Task item
Using the records below, give again exactly the lines from the line that contains "use std::collections::BTreeSet;" through the line that contains "entry), idx, entry))", both ends included, and only those.

Data records
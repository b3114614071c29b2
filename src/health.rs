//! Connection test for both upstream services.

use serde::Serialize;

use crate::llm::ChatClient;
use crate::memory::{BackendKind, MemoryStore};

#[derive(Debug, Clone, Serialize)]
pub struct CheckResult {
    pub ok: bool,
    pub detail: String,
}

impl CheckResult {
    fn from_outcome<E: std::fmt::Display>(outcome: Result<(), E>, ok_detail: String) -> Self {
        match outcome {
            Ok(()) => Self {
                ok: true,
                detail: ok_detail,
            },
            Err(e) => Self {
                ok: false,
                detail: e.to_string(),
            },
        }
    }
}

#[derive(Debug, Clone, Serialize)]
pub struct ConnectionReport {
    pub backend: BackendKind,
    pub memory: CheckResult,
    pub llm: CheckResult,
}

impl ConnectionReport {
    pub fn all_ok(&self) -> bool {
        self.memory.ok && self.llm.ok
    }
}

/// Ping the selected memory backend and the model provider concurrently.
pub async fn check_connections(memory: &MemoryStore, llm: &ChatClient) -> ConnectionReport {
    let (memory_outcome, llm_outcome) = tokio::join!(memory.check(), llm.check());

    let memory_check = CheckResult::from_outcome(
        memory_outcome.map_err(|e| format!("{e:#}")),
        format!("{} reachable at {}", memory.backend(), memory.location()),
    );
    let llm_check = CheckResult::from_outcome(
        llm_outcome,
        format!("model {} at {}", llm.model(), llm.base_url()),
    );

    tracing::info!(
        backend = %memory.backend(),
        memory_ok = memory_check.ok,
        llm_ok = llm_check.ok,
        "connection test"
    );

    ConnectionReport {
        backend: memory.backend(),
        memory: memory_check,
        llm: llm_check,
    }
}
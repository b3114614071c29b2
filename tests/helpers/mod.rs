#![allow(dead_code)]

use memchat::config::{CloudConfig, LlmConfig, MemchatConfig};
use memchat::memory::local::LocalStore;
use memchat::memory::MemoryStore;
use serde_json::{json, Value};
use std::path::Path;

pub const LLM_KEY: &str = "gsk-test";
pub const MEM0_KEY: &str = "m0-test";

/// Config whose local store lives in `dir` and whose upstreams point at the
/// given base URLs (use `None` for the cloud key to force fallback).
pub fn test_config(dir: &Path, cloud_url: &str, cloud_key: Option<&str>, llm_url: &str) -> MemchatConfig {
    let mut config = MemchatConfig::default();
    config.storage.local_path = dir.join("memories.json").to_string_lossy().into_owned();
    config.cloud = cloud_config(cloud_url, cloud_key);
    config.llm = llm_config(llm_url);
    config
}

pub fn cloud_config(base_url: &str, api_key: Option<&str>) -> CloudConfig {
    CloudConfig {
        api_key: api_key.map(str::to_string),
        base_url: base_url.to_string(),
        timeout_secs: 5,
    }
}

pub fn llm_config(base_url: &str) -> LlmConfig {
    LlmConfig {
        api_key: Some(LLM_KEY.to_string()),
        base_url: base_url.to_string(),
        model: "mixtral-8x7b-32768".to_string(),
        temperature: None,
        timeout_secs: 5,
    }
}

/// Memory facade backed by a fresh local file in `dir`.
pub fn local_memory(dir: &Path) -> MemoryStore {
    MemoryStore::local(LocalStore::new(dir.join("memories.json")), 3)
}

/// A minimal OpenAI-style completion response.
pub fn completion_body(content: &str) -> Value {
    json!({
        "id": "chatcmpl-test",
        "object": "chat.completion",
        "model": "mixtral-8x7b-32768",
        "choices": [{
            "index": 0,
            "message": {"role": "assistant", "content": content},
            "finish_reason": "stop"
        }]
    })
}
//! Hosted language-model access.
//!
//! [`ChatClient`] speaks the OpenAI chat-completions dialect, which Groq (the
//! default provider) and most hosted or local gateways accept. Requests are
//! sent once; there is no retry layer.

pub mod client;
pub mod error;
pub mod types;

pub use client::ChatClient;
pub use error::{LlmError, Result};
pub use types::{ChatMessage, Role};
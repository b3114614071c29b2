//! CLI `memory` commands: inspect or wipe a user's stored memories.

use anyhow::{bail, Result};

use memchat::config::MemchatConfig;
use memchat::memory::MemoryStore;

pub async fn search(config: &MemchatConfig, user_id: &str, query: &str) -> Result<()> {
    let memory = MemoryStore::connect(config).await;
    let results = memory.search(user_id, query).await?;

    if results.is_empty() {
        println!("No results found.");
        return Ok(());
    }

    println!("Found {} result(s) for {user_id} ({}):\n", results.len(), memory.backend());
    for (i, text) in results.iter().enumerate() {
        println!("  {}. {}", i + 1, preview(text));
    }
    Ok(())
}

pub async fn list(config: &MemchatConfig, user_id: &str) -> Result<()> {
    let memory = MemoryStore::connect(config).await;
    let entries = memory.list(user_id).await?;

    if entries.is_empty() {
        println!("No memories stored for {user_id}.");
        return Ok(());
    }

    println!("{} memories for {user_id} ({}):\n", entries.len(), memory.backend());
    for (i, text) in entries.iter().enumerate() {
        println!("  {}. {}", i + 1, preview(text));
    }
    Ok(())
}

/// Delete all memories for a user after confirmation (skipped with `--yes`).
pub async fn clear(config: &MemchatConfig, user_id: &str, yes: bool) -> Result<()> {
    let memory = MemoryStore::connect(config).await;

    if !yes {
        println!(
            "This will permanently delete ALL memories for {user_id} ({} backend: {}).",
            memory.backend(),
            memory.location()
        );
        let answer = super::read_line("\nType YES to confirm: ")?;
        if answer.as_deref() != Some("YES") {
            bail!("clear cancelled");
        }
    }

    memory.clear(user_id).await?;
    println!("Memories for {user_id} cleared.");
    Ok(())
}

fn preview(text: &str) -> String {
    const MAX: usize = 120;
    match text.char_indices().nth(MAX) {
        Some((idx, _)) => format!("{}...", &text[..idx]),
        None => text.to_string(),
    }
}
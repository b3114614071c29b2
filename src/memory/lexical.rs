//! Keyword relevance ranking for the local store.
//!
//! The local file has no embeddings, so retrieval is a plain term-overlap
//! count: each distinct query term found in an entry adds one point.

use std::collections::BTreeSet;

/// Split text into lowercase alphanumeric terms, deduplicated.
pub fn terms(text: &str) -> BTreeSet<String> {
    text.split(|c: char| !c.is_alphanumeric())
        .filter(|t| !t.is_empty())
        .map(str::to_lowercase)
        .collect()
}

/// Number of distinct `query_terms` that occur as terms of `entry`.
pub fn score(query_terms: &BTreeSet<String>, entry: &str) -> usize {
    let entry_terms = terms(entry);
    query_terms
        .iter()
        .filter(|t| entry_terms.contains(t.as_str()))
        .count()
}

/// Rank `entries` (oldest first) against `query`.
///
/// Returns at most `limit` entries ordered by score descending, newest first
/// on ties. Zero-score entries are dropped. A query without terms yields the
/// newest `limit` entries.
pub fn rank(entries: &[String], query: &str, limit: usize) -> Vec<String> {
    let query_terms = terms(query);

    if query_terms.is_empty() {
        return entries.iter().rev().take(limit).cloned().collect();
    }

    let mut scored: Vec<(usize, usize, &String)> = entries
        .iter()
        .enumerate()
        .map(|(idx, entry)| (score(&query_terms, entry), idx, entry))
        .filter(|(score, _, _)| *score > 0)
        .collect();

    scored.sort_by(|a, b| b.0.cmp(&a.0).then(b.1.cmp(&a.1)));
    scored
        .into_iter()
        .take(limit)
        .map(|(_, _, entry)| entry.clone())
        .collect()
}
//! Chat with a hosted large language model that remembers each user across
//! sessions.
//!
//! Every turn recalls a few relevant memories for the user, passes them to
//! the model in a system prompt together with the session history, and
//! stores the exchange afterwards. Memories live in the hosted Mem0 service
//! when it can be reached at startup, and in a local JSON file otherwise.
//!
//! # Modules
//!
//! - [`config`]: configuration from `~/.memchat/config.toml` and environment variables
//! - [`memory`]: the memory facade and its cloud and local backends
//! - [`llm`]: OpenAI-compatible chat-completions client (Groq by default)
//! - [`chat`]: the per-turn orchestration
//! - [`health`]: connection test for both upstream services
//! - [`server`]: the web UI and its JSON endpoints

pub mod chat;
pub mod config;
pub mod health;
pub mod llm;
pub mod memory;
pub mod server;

Written answer
use std::collections::BTreeSet;

/// Split text into lowercase alphanumeric terms, deduplicated.
pub fn terms(text: &str) -> BTreeSet<String> {
    text.split(|c: char| !c.is_alphanumeric())
        .filter(|t| !t.is_empty())
        .map(str::to_lowercase)
        .collect()
}

/// Number of distinct `query_terms` that occur as terms of `entry`.
pub fn score(query_terms: &BTreeSet<String>, entry: &str) -> usize {
    let entry_terms = terms(entry);
    query_terms
        .iter()
        .filter(|t| entry_terms.contains(t.as_str()))
        .count()
}

/// Rank `entries` (oldest first) against `query`.
///
/// Returns at most `limit` entries ordered by score descending, newest first
/// on ties. Zero-score entries are dropped. A query without terms yields the
/// newest `limit` entries.
pub fn rank(entries: &[String], query: &str, limit: usize) -> Vec<String> {
    let query_terms = terms(query);

    if query_terms.is_empty() {
        return entries.iter().rev().take(limit).cloned().collect();
    }

    let mut scored: Vec<(usize, usize, &String)> = entries
        .iter()
        .enumerate()
        .map(|(idx, entry)| (score(&query_terms, entry), idx, entry))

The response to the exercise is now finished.